Segment Start: Records shown
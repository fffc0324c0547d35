//! # RelayMQ Storage Module
//!
//! Durable state lives in two places under the configured data directory:
//!
//! ```text
//! <data_dir>/meta.db                      exchange / queue / binding definitions
//! <data_dir>/<queue>/queue_data.txt       length-prefixed message records
//! <data_dir>/<queue>/queue_stat.txt       "<total>\t<valid>"
//! ```
//!
//! Acknowledged messages are invalidated in place; once a log is large and mostly
//! invalid it is compacted by rewriting the valid records into a new file that replaces
//! the old one with an atomic rename.
//!
//! ## Modules
//!
//! - [`log`] - Per-queue append-only message logs
//! - [`meta`] - SQLite definition store

pub mod log;
pub mod meta;


pub use log::{is_safe_queue_name, CompactionPolicy, MessageRecord, MessageStore, QueueStat};
pub use meta::MetaStore;

use crate::config::BrokerConfig;
use crate::model::{Binding, Exchange, Message, MsgQueue};
use crate::Result;
use tracing::debug;

/// Facade over the definition store and the message logs
pub struct DiskStore {
    meta: MetaStore,
    messages: MessageStore,
}

impl DiskStore {
    /// Opens the data directory; a new metadata database gets the virtual host's default
    /// exchange, whose user-visible name is empty.
    pub fn open(config: &BrokerConfig) -> Result<Self> {
        let meta = MetaStore::open(&config.data_dir, &config.virtual_host)?;
        let messages = MessageStore::new(&config.data_dir, config.compaction_policy())?;
        Ok(Self { meta, messages })
    }

    pub fn messages(&self) -> &MessageStore {
        &self.messages
    }

    pub fn insert_exchange(&self, exchange: &Exchange) -> Result<()> {
        self.meta.insert_exchange(exchange)
    }

    pub fn delete_exchange(&self, name: &str) -> Result<()> {
        self.meta.delete_exchange(name)
    }

    pub fn select_all_exchanges(&self) -> Result<Vec<Exchange>> {
        self.meta.select_all_exchanges()
    }

    pub fn insert_queue(&self, queue: &MsgQueue) -> Result<()> {
        self.messages.create_queue_files(&queue.name)?;
        self.meta.insert_queue(queue)
    }

    pub fn delete_queue(&self, name: &str) -> Result<()> {
        self.meta.delete_queue(name)?;
        self.messages.destroy_queue_files(name)
    }

    pub fn select_all_queues(&self) -> Result<Vec<MsgQueue>> {
        self.meta.select_all_queues()
    }

    pub fn insert_binding(&self, binding: &Binding) -> Result<()> {
        self.meta.insert_binding(binding)
    }

    pub fn delete_binding(&self, exchange_name: &str, queue_name: &str) -> Result<()> {
        self.meta.delete_binding(exchange_name, queue_name)
    }

    pub fn select_all_bindings(&self) -> Result<Vec<Binding>> {
        self.meta.select_all_bindings()
    }

    pub fn append_message(&self, queue_name: &str, message: &mut Message) -> Result<()> {
        self.messages.append(queue_name, message)
    }

    /// Invalidates the message record and compacts the log when it crosses the policy.
    ///
    /// Returns whether a compaction ran.
    pub fn delete_message(&self, queue_name: &str, message: &Message) -> Result<bool> {
        self.messages.logical_delete(queue_name, message)?;
        if self.messages.should_compact(queue_name)? {
            debug!("Queue {} log crossed the compaction threshold", queue_name);
            self.messages.compact(queue_name)?;
            return Ok(true);
        }
        Ok(false)
    }

    pub fn load_messages(&self, queue_name: &str) -> Result<Vec<Message>> {
        self.messages.replay(queue_name)
    }
}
Segment End: Records shown
Print the entries exactly. Include every one.

▸ **Result of this exercise**:
repository fffc0324c0547d35
//! # RelayMQ Storage Module
//!
//! Durable state lives in two places under the configured data directory:
//!
//! ```text
//! <data_dir>/meta.db                      exchange / queue / binding definitions
//! <data_dir>/<queue>/queue_data.txt       length-prefixed message records
//! <data_dir>/<queue>/queue_stat.txt       "<total>\t<valid>"
//! ```
//!
//! Acknowledged messages are invalidated in place; once a log is large and mostly
//! invalid it is compacted by rewriting the valid records into a new file that replaces
//! the old one with an atomic rename.
//!
//! ## Modules
//!
//! - [`log`] - Per-queue append-only message logs
//! - [`meta`] - SQLite definition store

pub mod log;
pub mod meta;


pub use log::{is_safe_queue_name, CompactionPolicy, MessageRecord, MessageStore, QueueStat};
pub use meta::MetaStore;

use crate::config::BrokerConfig;
use crate::model::{Binding, Exchange, Message, MsgQueue};
use crate::Result;
use tracing::debug;

/// Facade over the definition store and the message logs
pub struct DiskStore {
    meta: MetaStore,
    messages: MessageStore,
}

impl DiskStore {
    /// Opens the data directory; a new metadata database gets the virtual host's default
    /// exchange, whose user-visible name is empty.
    pub fn open(config: &BrokerConfig) -> Result<Self> {
        let meta = MetaStore::open(&config.data_dir, &config.virtual_host)?;
        let messages = MessageStore::new(&config.data_dir, config.compaction_policy())?;
        Ok(Self { meta, messages })
    }

    pub fn messages(&self) -> &MessageStore {
        &self.messages
    }

    pub fn insert_exchange(&self, exchange: &Exchange) -> Result<()> {
        self.meta.insert_exchange(exchange)
    }

    pub fn delete_exchange(&self, name: &str) -> Result<()> {
        self.meta.delete_exchange(name)
    }

    pub fn select_all_exchanges(&self) -> Result<Vec<Exchange>> {
        self.meta.select_all_exchanges()
    }

    pub fn insert_queue(&self, queue: &MsgQueue) -> Result<()> {
        self.messages.create_queue_files(&queue.name)?;
        self.meta.insert_queue(queue)
    }

    pub fn delete_queue(&self, name: &str) -> Result<()> {
        self.meta.delete_queue(name)?;
        self.messages.destroy_queue_files(name)
    }

    pub fn select_all_queues(&self) -> Result<Vec<MsgQueue>> {
        self.meta.select_all_queues()
    }

    pub fn insert_binding(&self, binding: &Binding) -> Result<()> {
        self.meta.insert_binding(binding)
    }

    pub fn delete_binding(&self, exchange_name: &str, queue_name: &str) -> Result<()> {
        self.meta.delete_binding(exchange_name, queue_name)
    }

    pub fn select_all_bindings(&self) -> Result<Vec<Binding>> {
        self.meta.select_all_bindings()
    }

    pub fn append_message(&self, queue_name: &str, message: &mut Message) -> Result<()> {
        self.messages.append(queue_name, message)
    }

    /// Invalidates the message record and compacts the log when it crosses the policy.
    ///
    /// Returns whether a compaction ran.
    pub fn delete_message(&self, queue_name: &str, message: &Message) -> Result<bool> {
        self.messages.logical_delete(queue_name, message)?;
        if self.messages.should_compact(queue_name)? {
            debug!("Queue {} log crossed the compaction threshold", queue_name);
            self.messages.compact(queue_name)?;
            return Ok(true);
        }
        Ok(false)
    }

    pub fn load_messages(&self, queue_name: &str) -> Result<Vec<Message>> {
        self.messages.replay(queue_name)
    }
}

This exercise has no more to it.